┌────────
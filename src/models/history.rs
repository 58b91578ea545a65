// SPDX-License-Identifier: MIT
// Copyright 2026 Roland Dreier <roland@rolandd.dev>

//! Translation history entries.

use super::{Listing, Record};
use crate::db::collections;
use crate::time_utils::serialize_opt_rfc3339;
use chrono::{DateTime, Utc};
use serde::{Deserialize, Serialize};
use validator::Validate;

/// How the source text was captured.
#[derive(Debug, Clone, Copy, PartialEq, Eq, Serialize, Deserialize)]
#[serde(rename_all = "lowercase")]
pub enum InputType {
    Text,
    Voice,
    Image,
}

/// One translation performed by a user.
#[derive(Debug, Clone, Serialize, Deserialize, Validate)]
#[serde(rename_all = "camelCase")]
pub struct HistoryEntry {
    pub user_id: String,
    pub source_lang: String,
    pub target_lang: String,
    pub input_type: InputType,
    pub text: String,
    pub result: String,
    #[serde(default, serialize_with = "serialize_opt_rfc3339")]
    pub ts: Option<DateTime<Utc>>,
}

impl Record for HistoryEntry {
    const COLLECTION: &'static str = collections::HISTORY;
    const TIMESTAMP_FIELD: &'static str = "ts";
    const FILTER_FIELDS: &'static [&'static str] = &["userId"];
    const LISTING: Listing = Listing::NewestFirst;

    fn stamp(&mut self, now: DateTime<Utc>) {
        self.ts.get_or_insert(now);
    }
}
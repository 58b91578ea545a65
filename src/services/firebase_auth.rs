// SPDX-License-Identifier: MIT
// Copyright 2026 Roland Dreier <roland@rolandd.dev>

//! Firebase ID token verification.
//!
//! Tokens are RS256 JWTs signed by `securetoken@system.gserviceaccount.com`.
//! Google rotates those keys every few hours, so the published key set is
//! cached until its `Cache-Control: max-age` runs out and refetched once when
//! a token names a key id we have not seen.

use anyhow::Context;
use jsonwebtoken::{decode, decode_header, Algorithm, DecodingKey, Validation};
use reqwest::header::{HeaderMap, CACHE_CONTROL};
use serde::Deserialize;
use std::collections::HashMap;
use std::sync::Arc;
use std::time::{Duration, Instant, SystemTime, UNIX_EPOCH};
use tokio::sync::{Mutex, RwLock};

const SECURETOKEN_KEYS_URL: &str =
    "https://www.googleapis.com/service_accounts/v1/jwk/securetoken@system.gserviceaccount.com";
const SECURETOKEN_ISSUER: &str = "https://securetoken.google.com";
const KEY_FETCH_TIMEOUT: Duration = Duration::from_secs(5);
/// Used when Google omits `max-age`.
const FALLBACK_KEY_TTL: Duration = Duration::from_secs(300);
const LEEWAY_SECS: u64 = 60;
/// Firebase uids are at most 128 characters.
const MAX_UID_LEN: usize = 128;

/// Identity taken from a verified Firebase ID token.
#[derive(Debug, Clone)]
pub struct FirebaseIdentity {
    pub uid: String,
    pub email: Option<String>,
}

#[derive(Debug, Clone)]
pub enum FirebaseAuthError {
    /// The token is invalid or was not issued for this project.
    Rejected(String),
    /// Google's signing keys could not be fetched.
    Unavailable(String),
}

impl FirebaseAuthError {
    fn rejected(reason: impl Into<String>) -> Self {
        Self::Rejected(reason.into())
    }
}

/// Signing keys from one fetch of the key set.
struct SigningKeys {
    by_kid: HashMap<String, Arc<DecodingKey>>,
    valid_until: Instant,
}

impl SigningKeys {
    fn fresh(&self) -> bool {
        self.valid_until > Instant::now()
    }
}

enum KeyStore {
    /// Google's published keys, fetched on demand.
    Remote {
        client: reqwest::Client,
        cached: RwLock<Option<SigningKeys>>,
        fetching: Mutex<()>,
    },
    /// One fixed key, for tests.
    Pinned { kid: String, key: Arc<DecodingKey> },
}

impl KeyStore {
    async fn key_for(&self, kid: &str) -> Result<Arc<DecodingKey>, FirebaseAuthError> {
        let (client, cached, fetching) = match self {
            KeyStore::Pinned { kid: pinned, key } => {
                return if kid == pinned {
                    Ok(key.clone())
                } else {
                    Err(FirebaseAuthError::rejected(format!("unknown key id {kid}")))
                };
            }
            KeyStore::Remote {
                client,
                cached,
                fetching,
            } => (client, cached, fetching),
        };

        let lookup = |keys: &Option<SigningKeys>| {
            keys.as_ref()
                .filter(|keys| keys.fresh())
                .and_then(|keys| keys.by_kid.get(kid).cloned())
        };

        if let Some(key) = lookup(&*cached.read().await) {
            return Ok(key);
        }

        let _fetch = fetching.lock().await;
        // Another request may have refreshed while we waited.
        if let Some(key) = lookup(&*cached.read().await) {
            return Ok(key);
        }

        let keys = fetch_signing_keys(client).await?;
        let key = keys.by_kid.get(kid).cloned();
        *cached.write().await = Some(keys);

        key.ok_or_else(|| FirebaseAuthError::rejected(format!("unknown key id {kid}")))
    }
}

/// Verifier for Firebase ID tokens issued for one project.
pub struct FirebaseTokenVerifier {
    project_id: String,
    issuer: String,
    keys: KeyStore,
}

impl FirebaseTokenVerifier {
    /// Create a verifier that checks tokens against Google's published keys.
    pub fn new(project_id: &str) -> anyhow::Result<Self> {
        let client = reqwest::Client::builder()
            .timeout(KEY_FETCH_TIMEOUT)
            .build()
            .context("failed building securetoken key client")?;

        let verifier = Self::with_store(
            project_id,
            KeyStore::Remote {
                client,
                cached: RwLock::new(None),
                fetching: Mutex::new(()),
            },
        );
        tracing::info!(issuer = %verifier.issuer, "Firebase ID token verification enabled");
        Ok(verifier)
    }

    /// Create a verifier that trusts exactly one key. No network access.
    pub fn new_with_static_key(
        project_id: &str,
        kid: impl Into<String>,
        decoding_key: DecodingKey,
    ) -> anyhow::Result<Self> {
        let kid = kid.into();
        anyhow::ensure!(!kid.trim().is_empty(), "pinned key id must not be empty");

        Ok(Self::with_store(
            project_id,
            KeyStore::Pinned {
                kid,
                key: Arc::new(decoding_key),
            },
        ))
    }

    fn with_store(project_id: &str, keys: KeyStore) -> Self {
        Self {
            project_id: project_id.to_string(),
            issuer: format!("{SECURETOKEN_ISSUER}/{project_id}"),
            keys,
        }
    }

    /// Verify a Firebase ID token and return the caller's identity.
    pub async fn verify(&self, token: &str) -> Result<FirebaseIdentity, FirebaseAuthError> {
        let header = decode_header(token)
            .map_err(|e| FirebaseAuthError::rejected(format!("malformed token: {e}")))?;
        if header.alg != Algorithm::RS256 {
            return Err(FirebaseAuthError::rejected(format!(
                "ID tokens are RS256, got {:?}",
                header.alg
            )));
        }
        let kid = header
            .kid
            .ok_or_else(|| FirebaseAuthError::rejected("token has no key id"))?;

        let key = self.keys.key_for(&kid).await?;

        let mut validation = Validation::new(Algorithm::RS256);
        validation.set_required_spec_claims(&["exp", "iss", "aud", "sub"]);
        validation.set_issuer(&[&self.issuer]);
        validation.set_audience(&[&self.project_id]);
        validation.leeway = LEEWAY_SECS;

        let claims = decode::<IdTokenClaims>(token, &key, &validation)
            .map_err(|e| FirebaseAuthError::rejected(e.to_string()))?
            .claims;
        check_claims(&claims, unix_now())?;

        tracing::debug!(uid = %claims.sub, "Verified Firebase ID token");
        Ok(FirebaseIdentity {
            uid: claims.sub,
            email: claims.email,
        })
    }
}

#[derive(Debug, Deserialize)]
struct IdTokenClaims {
    sub: String,
    iat: Option<u64>,
    auth_time: Option<u64>,
    email: Option<String>,
}

/// Checks `jsonwebtoken` does not make: the uid shape and that the token was
/// issued, and the user signed in, no later than now.
fn check_claims(claims: &IdTokenClaims, now: u64) -> Result<(), FirebaseAuthError> {
    if claims.sub.is_empty() || claims.sub.len() > MAX_UID_LEN {
        return Err(FirebaseAuthError::rejected("sub is not a Firebase uid"));
    }

    let iat = claims
        .iat
        .ok_or_else(|| FirebaseAuthError::rejected("token has no iat"))?;
    let latest = now + LEEWAY_SECS;
    if iat > latest {
        return Err(FirebaseAuthError::rejected("token issued in the future"));
    }
    if claims.auth_time.is_some_and(|t| t > latest) {
        return Err(FirebaseAuthError::rejected("sign-in time is in the future"));
    }
    Ok(())
}

fn unix_now() -> u64 {
    SystemTime::now()
        .duration_since(UNIX_EPOCH)
        .map(|d| d.as_secs())
        .unwrap_or(0)
}

#[derive(Debug, Deserialize)]
struct KeySet {
    keys: Vec<PublishedKey>,
}

#[derive(Debug, Deserialize)]
struct PublishedKey {
    kid: String,
    kty: String,
    alg: Option<String>,
    #[serde(rename = "use")]
    usage: Option<String>,
    n: String,
    e: String,
}

async fn fetch_signing_keys(client: &reqwest::Client) -> Result<SigningKeys, FirebaseAuthError> {
    let unavailable = |what: &str, e: &dyn std::fmt::Display| {
        FirebaseAuthError::Unavailable(format!("securetoken keys {what}: {e}"))
    };

    let response = client
        .get(SECURETOKEN_KEYS_URL)
        .send()
        .await
        .and_then(|r| r.error_for_status())
        .map_err(|e| unavailable("request failed", &e))?;

    let ttl = max_age(response.headers()).unwrap_or(FALLBACK_KEY_TTL);
    let key_set: KeySet = response
        .json()
        .await
        .map_err(|e| unavailable("unreadable", &e))?;

    let by_kid = rs256_keys(key_set);
    if by_kid.is_empty() {
        return Err(unavailable("unusable", &"no RS256 signing keys"));
    }

    tracing::debug!(keys = by_kid.len(), ttl_secs = ttl.as_secs(), "Fetched securetoken keys");
    Ok(SigningKeys {
        by_kid,
        valid_until: Instant::now() + ttl,
    })
}

/// RSA signature keys from the published set. Anything else is skipped.
fn rs256_keys(key_set: KeySet) -> HashMap<String, Arc<DecodingKey>> {
    key_set
        .keys
        .into_iter()
        .filter(|k| k.kty == "RSA" && !k.kid.trim().is_empty())
        .filter(|k| k.alg.as_deref().map_or(true, |alg| alg == "RS256"))
        .filter(|k| k.usage.as_deref().map_or(true, |usage| usage == "sig"))
        .filter_map(|k| match DecodingKey::from_rsa_components(&k.n, &k.e) {
            Ok(key) => Some((k.kid, Arc::new(key))),
            Err(e) => {
                tracing::warn!(kid = %k.kid, error = %e, "Ignoring malformed securetoken key");
                None
            }
        })
        .collect()
}

/// `max-age` from a `Cache-Control` header, if present.
fn max_age(headers: &HeaderMap) -> Option<Duration> {
    let value = headers.get(CACHE_CONTROL)?.to_str().ok()?;
    value
        .split(',')
        .map(str::trim)
        .find_map(|directive| directive.strip_prefix("max-age="))
        .and_then(|secs| secs.trim_matches('"').parse().ok())
        .map(Duration::from_secs)
}

#[cfg(test)]
mod tests {
    use super::*;
    use reqwest::header::HeaderValue;

    fn claims(sub: &str, iat: Option<u64>, auth_time: Option<u64>) -> IdTokenClaims {
        IdTokenClaims {
            sub: sub.to_string(),
            iat,
            auth_time,
            email: None,
        }
    }

    #[test]
    fn max_age_from_cache_control() {
        let mut headers = HeaderMap::new();
        assert_eq!(max_age(&headers), None);

        headers.insert(
            CACHE_CONTROL,
            HeaderValue::from_static("public, max-age=19845, must-revalidate, no-transform"),
        );
        assert_eq!(max_age(&headers), Some(Duration::from_secs(19845)));

        headers.insert(CACHE_CONTROL, HeaderValue::from_static("max-age=soon"));
        assert_eq!(max_age(&headers), None);
    }

    #[test]
    fn only_rs256_signature_keys_are_kept() {
        let key_set: KeySet = serde_json::from_value(serde_json::json!({
            "keys": [
                {"kid": "ec", "kty": "EC", "n": "AQAB", "e": "AQAB"},
                {"kid": "enc", "kty": "RSA", "use": "enc", "n": "AQAB", "e": "AQAB"},
                {"kid": "ps", "kty": "RSA", "alg": "PS256", "n": "AQAB", "e": "AQAB"},
                {"kid": "", "kty": "RSA", "n": "AQAB", "e": "AQAB"}
            ]
        }))
        .unwrap();

        assert!(rs256_keys(key_set).is_empty());
    }

    #[test]
    fn claim_times_and_uid() {
        let now = 1_800_000_000;
        assert!(check_claims(&claims("uid", Some(now), Some(now - 10)), now).is_ok());
        assert!(check_claims(&claims("uid", None, None), now).is_err());
        assert!(check_claims(&claims("uid", Some(now + 3600), None), now).is_err());
        assert!(check_claims(&claims("uid", Some(now), Some(now + 3600)), now).is_err());
        assert!(check_claims(&claims("", Some(now), None), now).is_err());
        assert!(check_claims(&claims(&"x".repeat(129), Some(now), None), now).is_err());
    }

    #[tokio::test]
    async fn pinned_verifier_rejects_garbage_and_blank_kid() {
        let verifier = FirebaseTokenVerifier::new_with_static_key(
            "demo-project",
            "known",
            DecodingKey::from_secret(b"unused"),
        )
        .unwrap();

        assert!(matches!(
            verifier.verify("not-a-jwt").await,
            Err(FirebaseAuthError::Rejected(_))
        ));
        assert!(FirebaseTokenVerifier::new_with_static_key(
            "demo-project",
            " ",
            DecodingKey::from_secret(b"unused")
        )
        .is_err());
    }
}
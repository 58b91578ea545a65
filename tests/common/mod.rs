// SPDX-License-Identifier: MIT
// Copyright 2026 Roland Dreier <roland@rolandd.dev>

use async_trait::async_trait;
use axum::{
    body::Body,
    http::{header, Method, Request, StatusCode},
    Router,
};
use serde_json::Value;
use std::sync::{Arc, Mutex};
use tower::ServiceExt;
use tralio_api::config::Config;
use tralio_api::db::FirestoreDb;
use tralio_api::error::AppError;
use tralio_api::routes::create_router;
use tralio_api::services::TextGenerator;
use tralio_api::AppState;

/// Check if emulator is available via environment variable.
#[allow(dead_code)]
pub fn emulator_available() -> bool {
    std::env::var("FIRESTORE_EMULATOR_HOST").is_ok()
}

/// Skip test with message if emulator not available.
#[macro_export]
macro_rules! require_emulator {
    () => {
        if !crate::common::emulator_available() {
            eprintln!("⚠️  Skipping: FIRESTORE_EMULATOR_HOST not set");
            return;
        }
    };
}

/// Create a test database connection to the emulator.
#[allow(dead_code)]
pub async fn test_db() -> FirestoreDb {
    FirestoreDb::new("test-project", None)
        .await
        .expect("Failed to connect to Firestore emulator")
}

type FailureFn = Box<dyn Fn() -> AppError + Send + Sync>;

/// Generator stand-in that echoes a fixed reply or fails on demand.
#[allow(dead_code)]
pub struct FakeGenerator {
    reply: String,
    failure: Option<FailureFn>,
    calls: Mutex<Vec<(String, String)>>,
}

#[allow(dead_code)]
impl FakeGenerator {
    pub fn replying(reply: &str) -> Self {
        Self {
            reply: reply.to_string(),
            failure: None,
            calls: Mutex::new(Vec::new()),
        }
    }

    pub fn failing(failure: impl Fn() -> AppError + Send + Sync + 'static) -> Self {
        Self {
            reply: String::new(),
            failure: Some(Box::new(failure)),
            calls: Mutex::new(Vec::new()),
        }
    }

    /// (model, prompt) pairs seen so far.
    pub fn calls(&self) -> Vec<(String, String)> {
        self.calls.lock().unwrap().clone()
    }
}

#[async_trait]
impl TextGenerator for FakeGenerator {
    fn default_model(&self) -> &str {
        "gemini-1.5-flash"
    }

    async fn generate(&self, model: &str, prompt: &str) -> Result<String, AppError> {
        self.calls
            .lock()
            .unwrap()
            .push((model.to_string(), prompt.to_string()));
        match &self.failure {
            Some(failure) => Err(failure()),
            None => Ok(format!("{}: {}", self.reply, prompt)),
        }
    }
}

/// Create a test app with in-memory backends and auth disabled.
/// Returns the router and the shared state.
#[allow(dead_code)]
pub fn create_test_app() -> (Router, Arc<AppState>) {
    create_test_app_with(Config::test_default(), Arc::new(FakeGenerator::replying("echo")))
}

#[allow(dead_code)]
pub fn create_test_app_with(
    config: Config,
    generator: Arc<dyn TextGenerator>,
) -> (Router, Arc<AppState>) {
    let state = Arc::new(AppState::in_memory(config, generator));
    (create_router(state.clone()), state)
}

/// Send a request and return the status plus the JSON body (`Null` if empty).
#[allow(dead_code)]
pub async fn send(
    app: &Router,
    method: Method,
    uri: &str,
    body: Option<Value>,
    token: Option<&str>,
) -> (StatusCode, Value) {
    let mut builder = Request::builder().method(method).uri(uri);
    if let Some(token) = token {
        builder = builder.header(header::AUTHORIZATION, format!("Bearer {token}"));
    }
    let request = match body {
        Some(body) => builder
            .header(header::CONTENT_TYPE, "application/json")
            .body(Body::from(body.to_string()))
            .unwrap(),
        None => builder.body(Body::empty()).unwrap(),
    };

    let response = app.clone().oneshot(request).await.unwrap();
    let status = response.status();
    let bytes = axum::body::to_bytes(response.into_body(), 1024 * 1024)
        .await
        .unwrap();
    let json = if bytes.is_empty() {
        Value::Null
    } else {
        serde_json::from_slice(&bytes).unwrap_or_else(|_| {
            Value::String(String::from_utf8_lossy(&bytes).into_owned())
        })
    };
    (status, json)
}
└────────
Beginning with the top line of the data above, output every line exactly until the one that contains "use crate::db::collections;", and include that one too.

filename src/models/history.rs
repository 58b91578ea545a65
// SPDX-License-Identifier: MIT
// Copyright 2026 Roland Dreier <roland@rolandd.dev>

//! Translation history entries.

use super::{Listing, Record};
use crate::db::collections;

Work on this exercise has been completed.